In dit verband merkt de rechtbank op dat de voorbescherming van artikel 3, zevende lid, van de Monumentenverordening 1997 van de gemeente Almelo ten tijde van het nemen van het bestreden besluit niet gold nu niet is gesteld of gebleken dat met betrekking tot de Willibrordkerk reeds een voornemen tot aanwijzing als beschermd monument bekend was gemaakt. Integendeel de o.a. door eisers ingediende verzoeken om de Willibrordkerk aan te wijzen als gemeentelijk monument zijn door verweerder bij besluit van 14 augustus 2003 (verzonden 15 augustus 2003) afgewezen. Tegen dat besluit is namens eisers bezwaar gemaakt. Dit bezwaar is door verweerder bij besluit van 12 december 2003 ongegrond verklaard. Het namens eisers tegen dat besluit ingestelde beroep is door de rechtbank bij uitspraak van heden ongegrond verklaard.
Gelet op het vorenstaande is de rechtbank van oordeel dat er geen aanknopingspunten zijn om de bestreden sloopvergunning op grond van de ten tijde van het nemen ervan bekende feiten en omstandigheden onrechtmatig te achten.
Naar aanleiding van hetgeen van de zijde van eisers naar voren is gebracht merkt de rechtbank volledigheidshalve nog op dat de bescherming van het stads- of landschapsbeeld gelet op de jurisprudentie van de Afdeling bestuursrechtspraak van de Raad van State niet als weigeringsgrond voor een sloopvergunning kan worden gebruikt. De Woningwet strekt ertoe gemeentebesturen een instrumentarium te verschaffen om de belangen van de veiligheid, de gezondheid en de welstand met betrekking tot bouwwerken te behartigen. De bepalingen van de bouwverordening inzake de sloopvergunning steunen op artikel 8 van de herziene Woningwet, waarin is bepaald dat de gemeenteraad een bouwverordening vaststelt die -onder meer- voorschriften bevat omtrent het slopen, waaronder begrepen voorschriften omtrent het selectief slopen. Blijkens de memorie van toelichting op artikel 8 van de herziene Woningwet blijkt niet dat de wetgever, voor zover hier van belang, heeft beoogd op het gebied van het slopen een verruiming van de in de bouwverordening te regelen onderwerpen aan te brengen dan op grond van artikel 9 van de Woningwet 1962 mogelijk was. Blijkens de totstandkomingsgeschiedenis van de Woningwet 1962 was met het bepaalde in artikel 9 van die wet met name beoogd om in de bouwverordening voorschriften te doen opnemen in het belang van de veiligheid bij het slopen. In verband hiermee bestond op basis van dat artikel en bestaat ook thans op basis van het huidige artikel 8 van de Woningwet niet de mogelijkheid specifieke planologische belangen als de stedebouwkundige en landschappelijke aspecten van het slopen in een in de bouwverordening opgenomen sloopvergunningenstelsel als toetsingscriterium op te nemen. De Wet op de Ruimtelijke Ordening, dan wel de Wet op de Stads- en Dorpsvernieuwing, de Monumentenwet en de provinciale en gemeentelijke monumentenverordeningen vormen het aangewezen kader waarin een en ander dient worden geregeld.

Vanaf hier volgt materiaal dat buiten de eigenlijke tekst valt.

//! Startup errors with miette diagnostics.
//!
//! Anything that stops the server before it starts serving. Once the
//! stdio loop runs, failures are reported to the client instead.

use miette::Diagnostic;
use thiserror::Error;

use netbox_config::ConfigError;
use netbox_core::CoreError;

#[derive(Debug, Error, Diagnostic)]
pub enum StartupError {
    #[error("NetBox {field} is not configured")]
    #[diagnostic(
        code(netbox_mcp::missing_setting),
        help(
            "Set the {env} environment variable or pass {flag}.\n\
             It can also go in the config file at {path}."
        )
    )]
    MissingSetting {
        field: &'static str,
        env: &'static str,
        flag: &'static str,
        path: String,
    },

    #[error(transparent)]
    #[diagnostic(
        code(netbox_mcp::config),
        help("Check the config file, NETBOX_* environment variables and flags.")
    )]
    Config(ConfigError),

    #[error("Could not set up the NetBox client")]
    #[diagnostic(
        code(netbox_mcp::client),
        help("Check the URL and, if set, the CA certificate path.")
    )]
    Client(#[source] CoreError),

    #[error("stdio transport failed")]
    #[diagnostic(code(netbox_mcp::io))]
    Io(#[from] std::io::Error),
}

impl From<ConfigError> for StartupError {
    fn from(err: ConfigError) -> Self {
        match err {
            ConfigError::Missing { field, env } => Self::MissingSetting {
                field,
                env,
                flag: flag_for(env),
                path: netbox_config::config_path().display().to_string(),
            },
            other => Self::Config(other),
        }
    }
}

impl From<CoreError> for StartupError {
    fn from(err: CoreError) -> Self {
        Self::Client(err)
    }
}

fn flag_for(env: &str) -> &'static str {
    match env {
        "NETBOX_URL" => "--url",
        "NETBOX_TOKEN" => "--token",
        _ => "the matching flag",
    }
}

#[cfg(test)]
mod tests {
    use super::*;

    #[test]
    fn missing_token_points_at_env_and_flag() {
        let err = StartupError::from(ConfigError::Missing {
            field: "API token",
            env: "NETBOX_TOKEN",
        });
        let StartupError::MissingSetting { env, flag, .. } = &err else {
            panic!("expected MissingSetting, got {err:?}");
        };
        assert_eq!(*env, "NETBOX_TOKEN");
        assert_eq!(*flag, "--token");

        let help = err.help().map(|h| h.to_string()).unwrap_or_default();
        assert!(help.contains("NETBOX_TOKEN"));
        assert!(help.contains("--token"));
    }

    #[test]
    fn other_config_errors_pass_through() {
        let err = StartupError::from(ConfigError::Validation {
            field: "timeout".into(),
            reason: "must be at least 1 second".into(),
        });
        assert!(matches!(err, StartupError::Config(_)));
        assert_eq!(err.to_string(), "invalid timeout: must be at least 1 second");
    }
}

Op grond van het bovenstaande is de rechtbank van oordeel dat het bestreden besluit in rechte in stand kan worden gelaten. Hetgeen ter zitting nog namens eisers naar voren is gebracht heeft de rechtbank niet tot een ander oordeel kunnen leiden. Het beroep van eisers dient dan ook ongegrond te worden verklaard.

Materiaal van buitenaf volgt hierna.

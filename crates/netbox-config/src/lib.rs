//! Configuration for the NetBox MCP gateway.
//!
//! Layers, lowest to highest: built-in defaults, the TOML config file,
//! `NETBOX_*` environment variables, then explicit overrides (command-line
//! flags). The result translates to `netbox_core::GatewayConfig`; core never
//! sees the file or the environment.

use std::path::{Path, PathBuf};
use std::time::Duration;

use directories::ProjectDirs;
use figment::{
    Figment,
    providers::{Env, Format, Serialized, Toml},
};
use secrecy::SecretString;
use serde::{Deserialize, Serialize};
use thiserror::Error;

use netbox_core::{GatewayConfig, TlsVerification};

/// Environment variable prefix for every setting.
pub const ENV_PREFIX: &str = "NETBOX_";

/// Keys read from the environment (`NETBOX_URL`, `NETBOX_CA_CERT`, ...).
const ENV_KEYS: [&str; 5] = ["url", "token", "insecure", "ca_cert", "timeout"];

// ── Error ───────────────────────────────────────────────────────────

#[derive(Debug, Error)]
pub enum ConfigError {
    #[error("NetBox {field} is not configured (set {env})")]
    Missing {
        field: &'static str,
        env: &'static str,
    },

    #[error("invalid {field}: {reason}")]
    Validation { field: String, reason: String },

    #[error("config file not found: {}", .0.display())]
    NotFound(PathBuf),

    #[error("config loading failed: {0}")]
    Figment(Box<figment::Error>),
}

impl From<figment::Error> for ConfigError {
    fn from(err: figment::Error) -> Self {
        Self::Figment(Box::new(err))
    }
}

// ── Config ──────────────────────────────────────────────────────────

/// Merged settings. URL and token stay optional here so that a missing
/// value is reported by name rather than as a deserialization failure.
#[derive(Deserialize)]
pub struct Config {
    /// Instance root, e.g. "https://netbox.example.com".
    #[serde(default)]
    pub url: Option<String>,

    /// API token. Wrapped in a `SecretString` once validated.
    #[serde(default)]
    pub token: Option<String>,

    /// Skip TLS certificate verification.
    #[serde(default)]
    pub insecure: bool,

    /// Path to a custom CA certificate (PEM).
    #[serde(default)]
    pub ca_cert: Option<PathBuf>,

    /// Per-request timeout in seconds.
    #[serde(default = "default_timeout")]
    pub timeout: u64,
}

impl Default for Config {
    fn default() -> Self {
        Self {
            url: None,
            token: None,
            insecure: false,
            ca_cert: None,
            timeout: default_timeout(),
        }
    }
}

impl std::fmt::Debug for Config {
    fn fmt(&self, f: &mut std::fmt::Formatter<'_>) -> std::fmt::Result {
        f.debug_struct("Config")
            .field("url", &self.url)
            .field("token", &self.token.as_ref().map(|_| "[REDACTED]"))
            .field("insecure", &self.insecure)
            .field("ca_cert", &self.ca_cert)
            .field("timeout", &self.timeout)
            .finish()
    }
}

fn default_timeout() -> u64 {
    30
}

/// Highest-precedence layer. Unset fields leave lower layers alone.
#[derive(Debug, Default, Serialize)]
pub struct Overrides {
    #[serde(skip_serializing_if = "Option::is_none")]
    pub url: Option<String>,
    #[serde(skip_serializing_if = "Option::is_none")]
    pub token: Option<String>,
    #[serde(skip_serializing_if = "Option::is_none")]
    pub insecure: Option<bool>,
    #[serde(skip_serializing_if = "Option::is_none")]
    pub ca_cert: Option<PathBuf>,
    #[serde(skip_serializing_if = "Option::is_none")]
    pub timeout: Option<u64>,
}

// ── Config file path ────────────────────────────────────────────────

/// Resolve the config file path via XDG / platform conventions.
pub fn config_path() -> PathBuf {
    ProjectDirs::from("com", "netbox-mcp", "netbox-mcp").map_or_else(
        || PathBuf::from(".netbox-mcp.toml"),
        |dirs| dirs.config_dir().join("config.toml"),
    )
}

// ── Loading ─────────────────────────────────────────────────────────

/// File + environment layers. A missing file contributes nothing.
pub fn figment(path: &Path) -> Figment {
    Figment::new()
        .merge(Toml::file(path))
        .merge(Env::prefixed(ENV_PREFIX).only(&ENV_KEYS))
}

/// Load the merged config.
///
/// `path` is an explicitly requested file (`--config`), which must exist;
/// `None` falls back to [`config_path`], which may be absent.
pub fn load(path: Option<&Path>, overrides: &Overrides) -> Result<Config, ConfigError> {
    let path = match path {
        Some(explicit) if !explicit.exists() => {
            return Err(ConfigError::NotFound(explicit.to_path_buf()));
        }
        Some(explicit) => explicit.to_path_buf(),
        None => config_path(),
    };

    let config = figment(&path)
        .merge(Serialized::defaults(overrides))
        .extract()?;
    Ok(config)
}

// ── Translation ─────────────────────────────────────────────────────

impl Config {
    /// Validate and build the runtime config. Missing URL or token is
    /// reported with the environment variable that would supply it.
    pub fn to_gateway_config(&self) -> Result<GatewayConfig, ConfigError> {
        let raw_url = self
            .url
            .as_deref()
            .map(str::trim)
            .filter(|u| !u.is_empty())
            .ok_or(ConfigError::Missing {
                field: "URL",
                env: "NETBOX_URL",
            })?;

        let url: url::Url = raw_url.parse().map_err(|e| ConfigError::Validation {
            field: "url".into(),
            reason: format!("'{raw_url}': {e}"),
        })?;
        if !matches!(url.scheme(), "http" | "https") {
            return Err(ConfigError::Validation {
                field: "url".into(),
                reason: format!("expected http or https, got '{}'", url.scheme()),
            });
        }

        let token = self
            .token
            .as_deref()
            .map(str::trim)
            .filter(|t| !t.is_empty())
            .map(|t| SecretString::from(t.to_owned()))
            .ok_or(ConfigError::Missing {
                field: "API token",
                env: "NETBOX_TOKEN",
            })?;

        if self.timeout == 0 {
            return Err(ConfigError::Validation {
                field: "timeout".into(),
                reason: "must be at least 1 second".into(),
            });
        }

        let tls = if self.insecure {
            TlsVerification::DangerAcceptInvalid
        } else if let Some(ref ca_path) = self.ca_cert {
            TlsVerification::CustomCa(ca_path.clone())
        } else {
            TlsVerification::SystemDefaults
        };

        Ok(GatewayConfig {
            url,
            token,
            tls,
            timeout: Duration::from_secs(self.timeout),
        })
    }
}

#[cfg(test)]
mod tests {
    #![allow(clippy::unwrap_used)]

    use figment::Jail;
    use pretty_assertions::assert_eq;

    use super::*;

    fn load_in(jail: &Jail, overrides: &Overrides) -> Result<Config, ConfigError> {
        load(Some(&jail.directory().join("config.toml")), overrides)
    }

    #[test]
    fn file_values_load() {
        Jail::expect_with(|jail| {
            jail.create_file(
                "config.toml",
                r#"
                url = "https://netbox.example.com"
                token = "0123abcd"
                timeout = 10
                "#,
            )?;
            let config = load_in(jail, &Overrides::default()).map_err(|e| e.to_string())?;
            assert_eq!(config.url.as_deref(), Some("https://netbox.example.com"));
            assert_eq!(config.token.as_deref(), Some("0123abcd"));
            assert_eq!(config.timeout, 10);
            assert!(!config.insecure);
            Ok(())
        });
    }

    #[test]
    fn env_overrides_file_and_flags_override_env() {
        Jail::expect_with(|jail| {
            jail.create_file(
                "config.toml",
                r#"
                url = "https://file.example.com"
                token = "from-file"
                "#,
            )?;
            jail.set_env("NETBOX_URL", "https://env.example.com");
            jail.set_env("NETBOX_INSECURE", "true");

            let config = load_in(jail, &Overrides::default()).map_err(|e| e.to_string())?;
            assert_eq!(config.url.as_deref(), Some("https://env.example.com"));
            assert_eq!(config.token.as_deref(), Some("from-file"));
            assert!(config.insecure);

            let overrides = Overrides {
                url: Some("https://flag.example.com".into()),
                timeout: Some(5),
                ..Overrides::default()
            };
            let config = load_in(jail, &overrides).map_err(|e| e.to_string())?;
            assert_eq!(config.url.as_deref(), Some("https://flag.example.com"));
            assert_eq!(config.timeout, 5);
            assert!(config.insecure);
            Ok(())
        });
    }

    #[test]
    fn unrelated_env_vars_are_ignored() {
        Jail::expect_with(|jail| {
            jail.create_file("config.toml", "")?;
            jail.set_env("NETBOX_URL", "https://env.example.com");
            jail.set_env("NETBOX_TOKEN", "abc");
            jail.set_env("NETBOX_SOMETHING_ELSE", "x");

            let config = load_in(jail, &Overrides::default()).map_err(|e| e.to_string())?;
            assert!(config.to_gateway_config().is_ok());
            Ok(())
        });
    }

    #[test]
    fn explicit_missing_file_is_an_error() {
        Jail::expect_with(|jail| {
            let err = load_in(jail, &Overrides::default()).unwrap_err();
            assert!(matches!(err, ConfigError::NotFound(_)));
            Ok(())
        });
    }

    #[test]
    fn missing_url_names_env_var() {
        let config = Config {
            token: Some("t".into()),
            ..Config::default()
        };
        let err = config.to_gateway_config().unwrap_err();
        assert!(matches!(err, ConfigError::Missing { env: "NETBOX_URL", .. }));
        assert!(err.to_string().contains("NETBOX_URL"));
    }

    #[test]
    fn missing_or_blank_token_names_env_var() {
        let mut config = Config {
            url: Some("https://netbox.example.com".into()),
            ..Config::default()
        };
        let err = config.to_gateway_config().unwrap_err();
        assert!(matches!(err, ConfigError::Missing { env: "NETBOX_TOKEN", .. }));

        config.token = Some("   ".into());
        let err = config.to_gateway_config().unwrap_err();
        assert!(matches!(err, ConfigError::Missing { env: "NETBOX_TOKEN", .. }));
    }

    #[test]
    fn bad_url_is_validation_error() {
        for url in ["not a url", "ftp://netbox.example.com"] {
            let config = Config {
                url: Some(url.into()),
                token: Some("t".into()),
                ..Config::default()
            };
            let err = config.to_gateway_config().unwrap_err();
            assert!(matches!(err, ConfigError::Validation { .. }), "{url}: {err}");
        }
    }

    #[test]
    fn debug_redacts_token() {
        let config = Config {
            token: Some("super-secret".into()),
            ..Config::default()
        };
        let debug = format!("{config:?}");
        assert!(!debug.contains("super-secret"));
        assert!(debug.contains("[REDACTED]"));
    }

    #[test]
    fn zero_timeout_rejected() {
        let config = Config {
            url: Some("https://netbox.example.com".into()),
            token: Some("t".into()),
            timeout: 0,
            ..Config::default()
        };
        assert!(matches!(
            config.to_gateway_config(),
            Err(ConfigError::Validation { .. })
        ));
    }

    #[test]
    fn tls_mode_selection() {
        let base = || Config {
            url: Some("https://netbox.example.com".into()),
            token: Some("t".into()),
            ..Config::default()
        };

        let strict = base().to_gateway_config().unwrap();
        assert_eq!(strict.tls, TlsVerification::SystemDefaults);
        assert_eq!(strict.timeout, Duration::from_secs(30));

        let custom = Config {
            ca_cert: Some("/etc/ssl/netbox.pem".into()),
            ..base()
        }
        .to_gateway_config()
        .unwrap();
        assert_eq!(
            custom.tls,
            TlsVerification::CustomCa("/etc/ssl/netbox.pem".into())
        );

        let insecure = Config {
            insecure: true,
            ca_cert: Some("/etc/ssl/netbox.pem".into()),
            ..base()
        }
        .to_gateway_config()
        .unwrap();
        assert_eq!(insecure.tls, TlsVerification::DangerAcceptInvalid);
    }
}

Beslist wordt derhalve als volgt:
4. Beslissing
De Rechtbank Almelo,
Recht doende:
verklaart het beroep ongegrond.
Tegen deze uitspraak staat binnen zes weken na verzending hoger beroep open bij de
Afdeling bestuursrechtspraak van de Raad van State te Den Haag.
Gewezen en in het openbaar uitgesproken op 4 juni 2004
door mr. M.L.J. Koopmans, in tegenwoordigheid van G. Kootstra, griffier.